## [How to complete this task]
Transcribe, exactly as they appear, only the lines from the one holding "altitude <= twilight::NAUTICAL_DEG" through the end of the entries below.
--
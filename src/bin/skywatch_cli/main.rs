// ABOUTME: Skywatch CLI - score conditions and find viewing windows from JSON input
// ABOUTME: Thin adapter around the scoring engine; reads files or stdin, prints JSON to stdout
//
// SPDX-License-Identifier: MIT OR Apache-2.0
// Copyright (c) 2025 Skywatch Contributors
//!
//! Usage:
//! ```bash
//! # Score a snapshot for stargazing
//! skywatch-cli score --variant sky --input tonight.json
//!
//! # Score aurora chances from stdin
//! echo '{"kpIndex":5,"lat":53.3,"cloudCover":15,"sunAltitude":-25}' | skywatch-cli score --variant aurora
//!
//! # Best clear-sky window over an hourly forecast
//! skywatch-cli window --variant clear-sky --input forecast.json
//!
//! # Moon phase name and illumination
//! skywatch-cli moon 0.27
//!
//! # Minimum Kp for aurora at a latitude
//! skywatch-cli latitude -- -45.9
//!
//! # Score many locations at once
//! skywatch-cli batch --variant outdoor --input locations.json
//! ```

mod commands;

use anyhow::Result;
use clap::{Parser, Subcommand};
use skywatch::logging::LoggingConfig;
use skywatch::models::{ScoreVariant, WindowVariant};
use skywatch::ScoringEngine;
use std::path::PathBuf;

#[derive(Parser)]
#[command(
    name = "skywatch-cli",
    about = "Skywatch condition scoring CLI",
    long_about = "Scores stargazing, aurora and outdoor conditions and finds the best viewing windows in an hourly forecast. Input is JSON from a file or stdin; output is JSON on stdout."
)]
struct Cli {
    #[command(subcommand)]
    command: Command,

    /// Enable debug logging on stderr
    #[arg(long, short = 'v', global = true)]
    verbose: bool,
}

#[non_exhaustive]
#[derive(Subcommand)]
enum Command {
    /// Score one conditions snapshot
    Score {
        /// Scoring variant (sky, aurora, outdoor)
        #[arg(long, default_value = "sky")]
        variant: ScoreVariant,

        /// JSON file with the snapshot (stdin when omitted or `-`)
        #[arg(long, short = 'i')]
        input: Option<PathBuf>,
    },

    /// Find viewing windows in an hourly series
    Window {
        /// Window search (clear-sky, aurora)
        #[arg(long, default_value = "clear-sky")]
        variant: WindowVariant,

        /// JSON file with the hourly series (stdin when omitted or `-`)
        #[arg(long, short = 'i')]
        input: Option<PathBuf>,

        /// Qualification threshold override (max cloud % or min aurora score)
        #[arg(long)]
        threshold: Option<f64>,

        /// Minimum window duration override, in minutes
        #[arg(long)]
        min_minutes: Option<i64>,

        /// Maximum number of windows override
        #[arg(long)]
        max_windows: Option<usize>,
    },

    /// Name and illumination of a lunar phase fraction
    Moon {
        /// Phase fraction (0 and 1 new, 0.5 full)
        phase: f64,
    },

    /// Minimum Kp index for aurora visibility at a latitude
    Latitude {
        /// Signed latitude in degrees
        #[arg(allow_negative_numbers = true)]
        latitude: f64,
    },

    /// Score an array of snapshots in parallel
    Batch {
        /// Scoring variant (sky, aurora, outdoor)
        #[arg(long, default_value = "sky")]
        variant: ScoreVariant,

        /// JSON file with an array of snapshots (stdin when omitted or `-`)
        #[arg(long, short = 'i')]
        input: Option<PathBuf>,
    },

    /// Find windows for an array of hourly series in parallel
    BatchWindow {
        /// Window search (clear-sky, aurora)
        #[arg(long, default_value = "clear-sky")]
        variant: WindowVariant,

        /// JSON file with an array of hourly series (stdin when omitted or `-`)
        #[arg(long, short = 'i')]
        input: Option<PathBuf>,
    },
}

fn main() -> Result<()> {
    let cli = Cli::parse();

    let logging = LoggingConfig::from_env();
    if cli.verbose {
        logging.verbose().init()?;
    } else {
        logging.init()?;
    }

    let engine = ScoringEngine::from_env()?;

    let output = match cli.command {
        Command::Score { variant, input } => {
            commands::score(&engine, variant, input.as_deref())?
        }
        Command::Window {
            variant,
            input,
            threshold,
            min_minutes,
            max_windows,
        } => {
            let overrides = commands::WindowOverrides {
                threshold,
                min_minutes,
                max_windows,
            };
            commands::window(&engine, variant, input.as_deref(), &overrides)?
        }
        Command::Moon { phase } => commands::moon(phase)?,
        Command::Latitude { latitude } => commands::latitude(latitude)?,
        Command::Batch { variant, input } => {
            commands::batch(&engine, variant, input.as_deref())?
        }
        Command::BatchWindow { variant, input } => {
            commands::batch_window(&engine, variant, input.as_deref())?
        }
    };

    println!("{output}");
    Ok(())
}
// ABOUTME: Aurora visibility score from Kp versus latitude, darkness, cloud cover and viewing
// ABOUTME: Applies the weak-activity and daylight caps and the Kp-margin rating table
//
// SPDX-License-Identifier: MIT OR Apache-2.0
// Copyright (c) 2025 Skywatch Contributors

use super::limit_reasons;
use crate::aggregator::{aggregate, CapRule, RatingTable};
use crate::config::ScoringConfig;
use crate::factors;
use crate::latitude::min_kp_for_latitude;
use skywatch_core::constants::{aurora, twilight};
use skywatch_core::models::{
    CapKind, FactorKind, FactorResult, Rating, ScoreResult, ScoreVariant, ValidatedSnapshot,
};

const CLEAR_CLOUD_PERCENT: f64 = 20.0;
const OVERCAST_CLOUD_PERCENT: f64 = 80.0;

/// Aurora visibility score
#[must_use]
pub fn score(snapshot: &ValidatedSnapshot, config: &ScoringConfig) -> ScoreResult {
    let weights = &config.aurora;
    let min_kp = min_kp_for_latitude(snapshot.latitude);
    let kp_margin = snapshot.kp_index - min_kp;
    let kp_sub_score = factors::kp_versus_latitude(snapshot.kp_index, min_kp);

    let factors = vec![
        FactorResult::new(
            FactorKind::KpLatitude,
            Some(snapshot.kp_index),
            kp_sub_score,
            weights.kp,
        ),
        FactorResult::new(
            FactorKind::Darkness,
            Some(snapshot.sun_altitude),
            factors::darkness(snapshot.sun_altitude),
            weights.darkness,
        ),
        FactorResult::new(
            FactorKind::CloudCover,
            Some(snapshot.cloud_cover),
            factors::aurora_cloud(snapshot.cloud_cover),
            weights.cloud,
        ),
        FactorResult::new(FactorKind::Viewing, None, factors::viewing(), weights.viewing),
    ];

    let caps = [
        CapRule::new(
            CapKind::WeakGeomagneticActivity,
            aurora::WEAK_ACTIVITY_CAP,
            snapshot.kp_index < min_kp - aurora::WEAK_ACTIVITY_MARGIN,
        ),
        CapRule::new(
            CapKind::Daylight,
            aurora::DAYLIGHT_CAP,
            snapshot.sun_altitude > twilight::CIVIL_DEG,
        ),
    ];

    let table = RatingTable::aurora(&config.aurora_ratings);
    let aggregate = aggregate(&factors, &caps, &table, Some(kp_margin));

    ScoreResult {
        variant: ScoreVariant::Aurora,
        score: aggregate.score,
        rating: aggregate.rating,
        factors,
        reasons: reasons(snapshot, kp_margin >= 0.0, kp_sub_score),
        recommendation: Some(recommendation(aggregate.rating, snapshot.latitude)),
        applied_caps: aggregate.applied_caps,
    }
}

fn reasons(snapshot: &ValidatedSnapshot, kp_sufficient: bool, kp_sub_score: u8) -> Vec<String> {
    let kp = snapshot.kp_index;
    let mut reasons = Vec::with_capacity(4);

    reasons.push(if kp_sufficient {
        format!("Geomagnetic activity strong enough (Kp {kp:.1}, sub-score {kp_sub_score})")
    } else {
        format!("Geomagnetic activity too weak (Kp {kp:.1}, sub-score {kp_sub_score})")
    });

    let altitude = snapshot.sun_altitude;
    reasons.push(if altitude <= twilight::ASTRONOMICAL_DEG {
        "Fully dark sky".to_owned()
    } else if altitude <= twilight::NAUTICAL_DEG {
        "Nautical twilight, sky nearly dark".to_owned()
    } else if altitude <= twilight::CIVIL_DEG {
        "Civil twilight, sky still bright".to_owned()
    } else {
        format!("Sun too high ({altitude:.0}° altitude)")
    });

    let cloud = snapshot.cloud_cover;
    reasons.push(if cloud <= CLEAR_CLOUD_PERCENT {
        format!("Clear skies ({cloud:.0}% cloud cover)")
    } else if cloud > OVERCAST_CLOUD_PERCENT {
        format!("Overcast ({cloud:.0}% cloud cover)")
    } else {
        format!("{cloud:.0}% cloud cover may block the view")
    });

    limit_reasons(reasons)
}

fn recommendation(rating: Rating, latitude: f64) -> String {
    let horizon = if latitude < 0.0 { "southern" } else { "northern" };
    match rating {
        Rating::Excellent => {
            format!("Strong aurora expected. Get away from city lights and watch the {horizon} sky.")
        }
        Rating::Good => format!("Aurora likely. Find a dark spot with a clear {horizon} horizon."),
        Rating::Fair | Rating::Possible => {
            format!("Aurora possible. Check the {horizon} horizon periodically.")
        }
        Rating::Poor | Rating::Unlikely => "Aurora unlikely tonight.".to_owned(),
        Rating::Bad | Rating::NotVisible => "Aurora not expected to be visible.".to_owned(),
    }
}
--
## [Result]
    } else if altitude <= twilight::NAUTICAL_DEG {
        "Nautical twilight, sky nearly dark".to_owned()
    } else if altitude <= twilight::CIVIL_DEG {
        "Civil twilight, sky still bright".to_owned()
    } else {
        format!("Sun too high ({altitude:.0}° altitude)")
    });

    let cloud = snapshot.cloud_cover;
    reasons.push(if cloud <= CLEAR_CLOUD_PERCENT {
        format!("Clear skies ({cloud:.0}% cloud cover)")
    } else if cloud > OVERCAST_CLOUD_PERCENT {
        format!("Overcast ({cloud:.0}% cloud cover)")
    } else {
        format!("{cloud:.0}% cloud cover may block the view")
    });

    limit_reasons(reasons)
}

fn recommendation(rating: Rating, latitude: f64) -> String {
    let horizon = if latitude < 0.0 { "southern" } else { "northern" };
    match rating {
        Rating::Excellent => {
            format!("Strong aurora expected. Get away from city lights and watch the {horizon} sky.")
        }
        Rating::Good => format!("Aurora likely. Find a dark spot with a clear {horizon} horizon."),
        Rating::Fair | Rating::Possible => {
            format!("Aurora possible. Check the {horizon} horizon periodically.")
        }
        Rating::Poor | Rating::Unlikely => "Aurora unlikely tonight.".to_owned(),
        Rating::Bad | Rating::NotVisible => "Aurora not expected to be visible.".to_owned(),
    }
}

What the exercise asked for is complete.